You get a runtime object that exists whether you need it or not. It’s fine, I guess, if you really need to map from a value back to its name at runtime. But for most cases, it’s just boilerplate. It’s a thing that exists because the committee designing TypeScript felt they had to appease the C# and Java developers. I get it. But we can do better.

The Union of Literals: Lean and Mean

This is usually what you actually want. It’s a type, and only a type. It doesn’t generate any code. It vanishes after compilation. It’s pure, beautiful, type-level documentation.

type RequestStatus = 'idle' | 'loading' | 'success' | 'error';

function handleStatus(status: RequestStatus) {
  // ... same logic
}

handleStatus('success'); // Perfect.
handleStatus('fulfilled'); // Error: Argument of type '"fulfilled"' is not assignable to type 'RequestStatus'.
handleStatus(3); // Error: Argument of type '3' is not assignable to type 'RequestStatus'.

Perfect type safety. No runtime overhead. The pitfall here is obvious: if you need to reference these values in multiple places, you’re repeating the string 'success' everywhere. That’s a DRY (Don’t Repeat Yourself) violation waiting to happen. You could define constants, but then you’re back to managing both a type and a value. Which brings us to…

The Const Assertion: The Best of Both Worlds

This is the secret weapon. You define a plain JavaScript object, but you use as const to tell TypeScript, “Freeze this. The types of these properties are exactly these literal values, not general strings or numbers.”

const REQUEST_STATUS = {
  IDLE: 'idle',
  LOADING: 'loading',
  SUCCESS: 'success',
  ERROR: 'error',
} as const;

// Derive the type from the object itself. This is the magic.
type RequestStatus = (typeof REQUEST_STATUS)[keyof typeof REQUEST_STATUS];
// This evaluates to: 'idle' | 'loading' | 'success' | 'error'

// Now you get both a value AND a type, with a single source of truth.
function handleStatus(status: RequestStatus) {
  if (status === REQUEST_STATUS.SUCCESS) {
    console.log('We did it!');
  }
}

handleStatus(REQUEST_STATUS.SUCCESS); // Ideal: using the constant value
handleStatus('success'); // Also works, but now you have two ways to do it.

The beauty here is that REQUEST_STATUS is a real object you can use at runtime, so you avoid magic strings. And the RequestStatus type is automatically derived from it. If you add a new status, the type updates instantly. It’s self-synchronizing.

So, Which One Do You Use?

Here’s your cheat sheet:

  • Use a Union of Literals ('a' | 'b' | 'c'): When you’re defining a type for function parameters, return values, or interfaces, and the values are simple, well-known literals that don’t need a named constant. It’s the zero-cost abstraction.

  • Use a Const Assertion (with as const): This is your default for most cases. You need a set of related constants and a type derived from them. You want a single source of truth to avoid duplication and keep things in sync. It’s the pragmatic, robust choice.
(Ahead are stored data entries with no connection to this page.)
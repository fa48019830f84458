mod channel;
mod factories;
mod initiator;
mod mediator;
mod mtree;
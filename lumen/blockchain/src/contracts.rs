#![warn(clippy::missing_docs_in_private_items)]

use std::collections::HashMap;

use lumen_primitives::types::H256;

use crate::errors::ContractDefError;

/// Event names the core recognizes on the token network contract.
pub const EVENT_TOKEN_NETWORK_CREATED: &str = "TokenNetworkCreated";
pub const EVENT_CHANNEL_OPENED_AND_DEPOSIT: &str = "ChannelOpenedAndDeposit";
pub const EVENT_CHANNEL_NEW_DEPOSIT: &str = "ChannelNewDeposit";
pub const EVENT_CHANNEL_WITHDRAW: &str = "ChannelWithdraw";
pub const EVENT_CHANNEL_CLOSED: &str = "ChannelClosed";
pub const EVENT_CHANNEL_PUNISHED: &str = "ChannelPunished";
pub const EVENT_CHANNEL_UNLOCKED: &str = "ChannelUnlocked";
pub const EVENT_BALANCE_PROOF_UPDATED: &str = "BalanceProofUpdated";
pub const EVENT_CHANNEL_SETTLED: &str = "ChannelSettled";
pub const EVENT_CHANNEL_COOPERATIVE_SETTLED: &str = "ChannelCooperativeSettled";
/// Event name recognized on the secret registry contract.
pub const EVENT_SECRET_REVEALED: &str = "SecretRevealed";

/// Event definitions of the token network contract.
const TOKEN_NETWORK_ABI: &str = r#"[
	{"type":"event","name":"TokenNetworkCreated","inputs":[
		{"name":"token_address","type":"address","indexed":false}],"anonymous":false},
	{"type":"event","name":"ChannelOpenedAndDeposit","inputs":[
		{"name":"token","type":"address","indexed":false},
		{"name":"participant","type":"address","indexed":false},
		{"name":"partner","type":"address","indexed":false},
		{"name":"settle_timeout","type":"uint64","indexed":false},
		{"name":"participant_deposit","type":"uint256","indexed":false}],"anonymous":false},
	{"type":"event","name":"ChannelNewDeposit","inputs":[
		{"name":"channel_identifier","type":"bytes32","indexed":false},
		{"name":"participant","type":"address","indexed":false},
		{"name":"total_deposit","type":"uint256","indexed":false}],"anonymous":false},
	{"type":"event","name":"ChannelWithdraw","inputs":[
		{"name":"channel_identifier","type":"bytes32","indexed":false},
		{"name":"participant1","type":"address","indexed":false},
		{"name":"participant2","type":"address","indexed":false},
		{"name":"participant1_balance","type":"uint256","indexed":false},
		{"name":"participant2_balance","type":"uint256","indexed":false}],"anonymous":false},
	{"type":"event","name":"ChannelClosed","inputs":[
		{"name":"channel_identifier","type":"bytes32","indexed":false},
		{"name":"closing_participant","type":"address","indexed":false},
		{"name":"locksroot","type":"bytes32","indexed":false},
		{"name":"transferred_amount","type":"uint256","indexed":false}],"anonymous":false},
	{"type":"event","name":"ChannelPunished","inputs":[
		{"name":"channel_identifier","type":"bytes32","indexed":false},
		{"name":"beneficiary","type":"address","indexed":false}],"anonymous":false},
	{"type":"event","name":"ChannelUnlocked","inputs":[
		{"name":"channel_identifier","type":"bytes32","indexed":false},
		{"name":"payer_participant","type":"address","indexed":false},
		{"name":"lockhash","type":"bytes32","indexed":false},
		{"name":"transferred_amount","type":"uint256","indexed":false}],"anonymous":false},
	{"type":"event","name":"BalanceProofUpdated","inputs":[
		{"name":"channel_identifier","type":"bytes32","indexed":false},
		{"name":"participant","type":"address","indexed":false},
		{"name":"locksroot","type":"bytes32","indexed":false},
		{"name":"transferred_amount","type":"uint256","indexed":false}],"anonymous":false},
	{"type":"event","name":"ChannelSettled","inputs":[
		{"name":"channel_identifier","type":"bytes32","indexed":false},
		{"name":"participant1_amount","type":"uint256","indexed":false},
		{"name":"participant2_amount","type":"uint256","indexed":false}],"anonymous":false},
	{"type":"event","name":"ChannelCooperativeSettled","inputs":[
		{"name":"channel_identifier","type":"bytes32","indexed":false},
		{"name":"participant1_amount","type":"uint256","indexed":false},
		{"name":"participant2_amount","type":"uint256","indexed":false}],"anonymous":false}
]"#;

/// Event definitions of the secret registry contract.
const SECRET_REGISTRY_ABI: &str = r#"[
	{"type":"event","name":"SecretRevealed","inputs":[
		{"name":"secret","type":"bytes32","indexed":false}],"anonymous":false}
]"#;

/// The contract ABIs, loaded once at startup and shared immutably with the
/// event ingest loop.
pub struct ContractRegistry {
	token_network: ethabi::Contract,
	secret_registry: ethabi::Contract,
	topic_to_event: HashMap<H256, String>,
}

impl ContractRegistry {
	pub fn load() -> Result<Self, ContractDefError> {
		let token_network = ethabi::Contract::load(TOKEN_NETWORK_ABI.as_bytes())?;
		let secret_registry = ethabi::Contract::load(SECRET_REGISTRY_ABI.as_bytes())?;

		let mut topic_to_event = HashMap::new();
		for event in token_network.events().chain(secret_registry.events()) {
			topic_to_event.insert(event.signature(), event.name.clone());
		}

		Ok(Self { token_network, secret_registry, topic_to_event })
	}

	/// Name of the event behind a log's first topic, if known.
	pub fn event_name(&self, topic: &H256) -> Option<&str> {
		self.topic_to_event.get(topic).map(String::as_str)
	}

	/// Event definition by name, searching both contracts.
	pub fn event(&self, name: &str) -> Result<&ethabi::Event, ContractDefError> {
		self.token_network
			.event(name)
			.or_else(|_| self.secret_registry.event(name))
			.map_err(|_| ContractDefError::EventNotFound(name.to_owned()))
	}

	/// All event signature topics, used to build log filters.
	pub fn all_topics(&self) -> Vec<H256> {
		self.topic_to_event.keys().copied().collect()
	}
}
  • Use an Enum (maybe a string enum): Almost never. The only semi-valid use case is if you need to do a reverse mapping (get the key name from the value) and you really don’t want to write the helper function yourself. But let’s be honest, you’re smart enough to write a 2-line function to avoid introducing an entire legacy pattern into your codebase. You are. I believe in you.